## Data listing
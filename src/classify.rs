// SPDX-License-Identifier: MIT
// Copyright 2026 Roland Dreier <roland@rolandd.dev>

//! Request classification.
//!
//! Maps (method, matched route template) pairs to activity types and
//! extracts the detail fields each type carries.

use crate::models::ActivityType;
use axum::http::Method;
use std::collections::HashMap;

/// Classify a request by method and matched route template.
///
/// Rules are evaluated top to bottom; the first match wins. A request
/// that resolved to no registered route is `Unknown`; a routed request
/// matching no rule is `Other`.
pub fn classify(method: &Method, route_template: Option<&str>) -> ActivityType {
    let Some(path) = route_template else {
        return ActivityType::Unknown;
    };

    if path == "/" && method == Method::GET {
        ActivityType::PageView
    } else if path == "/cart" && method == Method::POST {
        ActivityType::AddToCart
    } else if path == "/cart/empty" && method == Method::POST {
        ActivityType::EmptyCart
    } else if path == "/cart/checkout" && method == Method::POST {
        ActivityType::Checkout
    } else if path == "/setCurrency" && method == Method::POST {
        ActivityType::CurrencyChange
    } else if path.starts_with("/product/") && method == Method::GET {
        ActivityType::ProductView
    } else {
        ActivityType::Other
    }
}

/// Detail fields for an activity.
///
/// Missing fields are recorded as empty strings so every record of a
/// given type carries the same keys. Types without details return an
/// empty map.
pub fn extract_details(
    activity_type: ActivityType,
    form: &HashMap<String, String>,
    path_params: &HashMap<String, String>,
) -> HashMap<String, String> {
    let field = |source: &HashMap<String, String>, name: &str| {
        source.get(name).cloned().unwrap_or_default()
    };

    let mut details = HashMap::new();
    match activity_type {
        ActivityType::AddToCart => {
            details.insert("product_id".to_string(), field(form, "product_id"));
            details.insert("quantity".to_string(), field(form, "quantity"));
        }
        ActivityType::ProductView => {
            details.insert("product_id".to_string(), field(path_params, "id"));
        }
        ActivityType::CurrencyChange => {
            details.insert("new_currency".to_string(), field(form, "currency_code"));
        }
        _ => {}
    }
    details
}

## Work task
Each of the records should be retyped exactly.

## Exercise solution
filename src/classify.rs
// SPDX-License-Identifier: MIT
// Copyright 2026 Roland Dreier <roland@rolandd.dev>

//! Request classification.
//!
//! Maps (method, matched route template) pairs to activity types and
//! extracts the detail fields each type carries.

use crate::models::ActivityType;
use axum::http::Method;
use std::collections::HashMap;

/// Classify a request by method and matched route template.
///
/// Rules are evaluated top to bottom; the first match wins. A request
/// that resolved to no registered route is `Unknown`; a routed request
/// matching no rule is `Other`.
pub fn classify(method: &Method, route_template: Option<&str>) -> ActivityType {
    let Some(path) = route_template else {
        return ActivityType::Unknown;
    };

    if path == "/" && method == Method::GET {
        ActivityType::PageView
    } else if path == "/cart" && method == Method::POST {
        ActivityType::AddToCart
    } else if path == "/cart/empty" && method == Method::POST {
        ActivityType::EmptyCart
    } else if path == "/cart/checkout" && method == Method::POST {
        ActivityType::Checkout
    } else if path == "/setCurrency" && method == Method::POST {
        ActivityType::CurrencyChange
    } else if path.starts_with("/product/") && method == Method::GET {
        ActivityType::ProductView
    } else {
        ActivityType::Other
    }
}

/// Detail fields for an activity.
///
/// Missing fields are recorded as empty strings so every record of a
/// given type carries the same keys. Types without details return an
/// empty map.
pub fn extract_details(
    activity_type: ActivityType,
    form: &HashMap<String, String>,
    path_params: &HashMap<String, String>,
) -> HashMap<String, String> {
    let field = |source: &HashMap<String, String>, name: &str| {
        source.get(name).cloned().unwrap_or_default()
    };

    let mut details = HashMap::new();
    match activity_type {
        ActivityType::AddToCart => {
            details.insert("product_id".to_string(), field(form, "product_id"));
            details.insert("quantity".to_string(), field(form, "quantity"));
        }
        ActivityType::ProductView => {
            details.insert("product_id".to_string(), field(path_params, "id"));
        }
        ActivityType::CurrencyChange => {
            details.insert("new_currency".to_string(), field(form, "currency_code"));
        }
        _ => {}
    }
    details
}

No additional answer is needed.